Project Mask WS celebrates one month anniversary with 25,000th mask

Project Mask WS celebrates one month anniversary with 25,000th mask
April 23
03:45 2020

Melissa Vickers, Katie Sonnen-Lee and Marissa Joyce were three friends united with a desire to help during the COVID-19 pandemic. Inspired by a Facebook post shared by Katie Sonnen-Lee, the three decided to see if there was a local demand for fabric masks. They quickly found out the demand was overwhelming, and issued an online plea for other locals to help. A Facebook group was soon created, and over 2,000 people have joined the online effort to “mask the city.” To date, over 43,000 masks have been requested. 

“In a time of social distancing, I have never felt so connected with my community. I am hearing from old friends, new friends, and strangers who are all asking how they can help,” says Melissa Vickers, project organizer. 

The mask, made with two layers of fabric and elastic straps, is a simple design, and has been tested by Wake Forest Baptist Health to use in situations where a n95 mask is not warranted.
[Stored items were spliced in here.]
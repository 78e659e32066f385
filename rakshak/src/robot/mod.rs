//! The rescue robot: pose, payload and the alarm-guarded action set.

mod machine;
mod observer;

pub use machine::{Robot, RobotParts};
pub use observer::{Frame, FrameRecorder, MissionObserver, NullObserver};
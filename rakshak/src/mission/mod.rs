//! Mission lifecycle: the action log, the return phase and the end-to-end runner.
//!
//! ```text
//! POWER_ON ──► Explorer ──► OccupantSecured ──► ReturnController ──► EJECT
//!                  │
//!                  └──────► Exhausted (no occupant; nothing to return)
//! ```
//!
//! Any alarm along the way aborts the mission.

mod record;
mod return_home;
mod runner;

pub use record::{Command, LOG_HEADER, MissionLog, MissionRecord};
pub use return_home::ReturnController;
pub use runner::{Mission, MissionOutcome, MissionReport};
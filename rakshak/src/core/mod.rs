//! Core types for the rakshak library.
//!
//! ## Coordinate System
//!
//! Cells are addressed by `(row, col)`, with row 0 being the first line of the
//! maze text. Headings use the screen convention:
//!
//! ```text
//!              North (-1, 0)
//!                   ↑
//!   West (0, -1) ←  R  → East (0, +1)
//!                   ↓
//!              South (+1, 0)
//! ```
//!
//! Turning is always clockwise in 90° steps: North → East → South → West.

mod cell;
mod heading;
mod point;

pub use cell::CellType;
pub use heading::Heading;
pub use point::GridCoord;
Masks have been requested from over 500 different healthcare providers in 14 counties. We have provided masks to healthcare providers in all areas of practice, nursing homes, assisted living facilities, home health care workers, first responders, government agencies, VA hospitals, military hospitals, food banks, homeless shelters, nonprofits, and pharmacies. 

Project Mask WS volunteers have formed teams to help with every aspect of the mask making process. There are teams organized to wash and cut fabric, measure elastic, put fabric into ready-made kits, sew masks, and deliver masks and supplies across town. Several houses and businesses have been set up around town as front porch ‘delivery sites’ for finished masks. Throughout the process, they have raised thousands of dollars to purchase supplies from local fabric shops to support the local economy. All of these donations are from private citizens committed to helping serve their community. Love Out Loud serves as PMWS’s fiscal sponsor and donations can be made through their website. 
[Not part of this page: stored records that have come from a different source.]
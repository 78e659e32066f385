//! End-to-end mission execution.

use log::{info, warn};

use crate::config::ExplorationConfig;
use crate::core::{GridCoord, Heading};
use crate::error::{Alarm, MissionError, Result};
use crate::exploration::{ExplorationState, Explorer};
use crate::grid::GridMap;
use crate::robot::{MissionObserver, NullObserver, Robot};

use super::record::MissionLog;
use super::return_home::ReturnController;

/// How a mission that raised no alarm ended.
#[derive(Clone, Copy, Debug, PartialEq, Eq)]
pub enum MissionOutcome {
    /// Occupant collected and ejected at the entrance
    Rescued {
        /// Cell the occupant was collected from
        pickup: GridCoord,
    },
    /// Every reachable cell searched; nothing to rescue
    OccupantNotFound,
}

/// Result of a completed mission.
#[derive(Clone, Debug)]
pub struct MissionReport {
    /// Mission identifier supplied by the caller
    pub id: String,
    /// How the mission ended
    pub outcome: MissionOutcome,
    /// Every record appended during the mission
    pub log: MissionLog,
    /// Entrance-to-pickup path used for the return
    pub path: Vec<GridCoord>,
    /// Final robot position
    pub position: GridCoord,
    /// Final robot heading
    pub heading: Heading,
    /// Final maze state
    pub grid: GridMap,
}

impl MissionReport {
    /// Was the occupant delivered to the entrance?
    pub fn is_rescued(&self) -> bool {
        matches!(self.outcome, MissionOutcome::Rescued { .. })
    }
}

/// One rescue mission on one maze.
///
/// # Example
///
/// ```
/// use rakshak::{Mission, MissionOutcome};
///
/// let report = Mission::parse("E.\n.@", "demo")?.run()?;
/// assert!(matches!(report.outcome, MissionOutcome::Rescued { .. }));
/// # Ok::<(), rakshak::MissionError>(())
/// ```
pub struct Mission<O: MissionObserver = NullObserver> {
    id: String,
    robot: Robot<O>,
    explorer: Explorer,
}

impl Mission<NullObserver> {
    /// Create a mission with default exploration settings.
    pub fn new(grid: GridMap, id: impl Into<String>) -> Self {
        Self::with_observer(grid, id, NullObserver)
    }

    /// Parse maze text and create a mission.
    pub fn parse(text: &str, id: impl Into<String>) -> Result<Self> {
        Ok(Self::new(GridMap::parse(text)?, id))
    }
}

impl<O: MissionObserver> Mission<O> {
    /// Create a mission that reports every frame to `observer`.
    pub fn with_observer(grid: GridMap, id: impl Into<String>, observer: O) -> Self {
        Self {
            id: id.into(),
            robot: Robot::with_observer(grid, observer),
            explorer: Explorer::default(),
        }
    }

    /// Replace the exploration settings.
    pub fn with_config(mut self, config: ExplorationConfig) -> Result<Self> {
        self.explorer = Explorer::new(config)?;
        Ok(self)
    }

    /// Run exploration, then the return phase if the occupant was found.
    ///
    /// Any alarm aborts the mission and is returned as
    /// [`MissionError::Alarm`]; records appended before the alarm are lost
    /// with the robot.
    pub fn run(self) -> Result<MissionReport> {
        let Self {
            id,
            mut robot,
            mut explorer,
        } = self;
        info!("Mission {} started", id);

        let outcome = match drive(&mut robot, &mut explorer) {
            Ok(outcome) => outcome,
            Err(alarm) => {
                warn!("Mission {} aborted [{}]: {}", id, alarm.code(), alarm);
                return Err(MissionError::Alarm(alarm));
            }
        };

        match outcome {
            MissionOutcome::Rescued { pickup } => {
                info!("Mission {} complete: occupant from {} rescued", id, pickup)
            }
            MissionOutcome::OccupantNotFound => {
                warn!("Mission {} complete: no occupant found", id)
            }
        }

        let parts = robot.into_parts();
        Ok(MissionReport {
            id,
            outcome,
            log: parts.log,
            path: parts.path,
            position: parts.position,
            heading: parts.heading,
            grid: parts.grid,
        })
    }
}

fn drive<O: MissionObserver>(
    robot: &mut Robot<O>,
    explorer: &mut Explorer,
) -> std::result::Result<MissionOutcome, Alarm> {
    match explorer.run(robot)? {
        ExplorationState::OccupantSecured { pickup } => {
            ReturnController::new().run(robot)?;
            Ok(MissionOutcome::Rescued { pickup })
        }
        _ => Ok(MissionOutcome::OccupantNotFound),
    }
}
//! Maze grid: cell storage, landmarks, reachability and rendering.
//!
//! ## Maze Text Format
//!
//! ```text
//! XXXXX
//! XE..X      E  entrance (exactly one)
//! XX.XX      @  occupant (at most one)
//! X..@X      .  free floor
//! XXXXX      *  anything else is wall
//! ```
//!
//! Coordinates outside the parsed bounds are also wall, so sensors and
//! movement checks never need a separate bounds test.

mod reachability;
mod render;
mod storage;

pub use render::ROBOT_CHAR;
pub use storage::GridMap;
“We have been surprised and overwhelmed by the demand for these masks in our community,” says Marissa Joyce, one of the project organizers. “It feels great to feel as if there is something we can do to be a concrete help to the heroes in the medical field who are on the front lines of this epidemic.” 

Volunteer sewists have shared stories of their experiences over Facebook. From people learning to sew for the first time, to seasoned sewists who have made over 300 masks this month, there are stories of women hooking up their sewing machines to generators while their power was out, a group of Karenni refugees who have banded together to produce masks for the group, and children learning to sew with their parents while school is on hiatus. 

The mask uses simple materials, with two layers of a tight weave fabric and either elastic or fabric straps. It can be washed and dried and used multiple times. Project Mask has a website page where volunteers can register to volunteer, request masks to sew, donate funds for supplies, and where providers can request masks for their organization.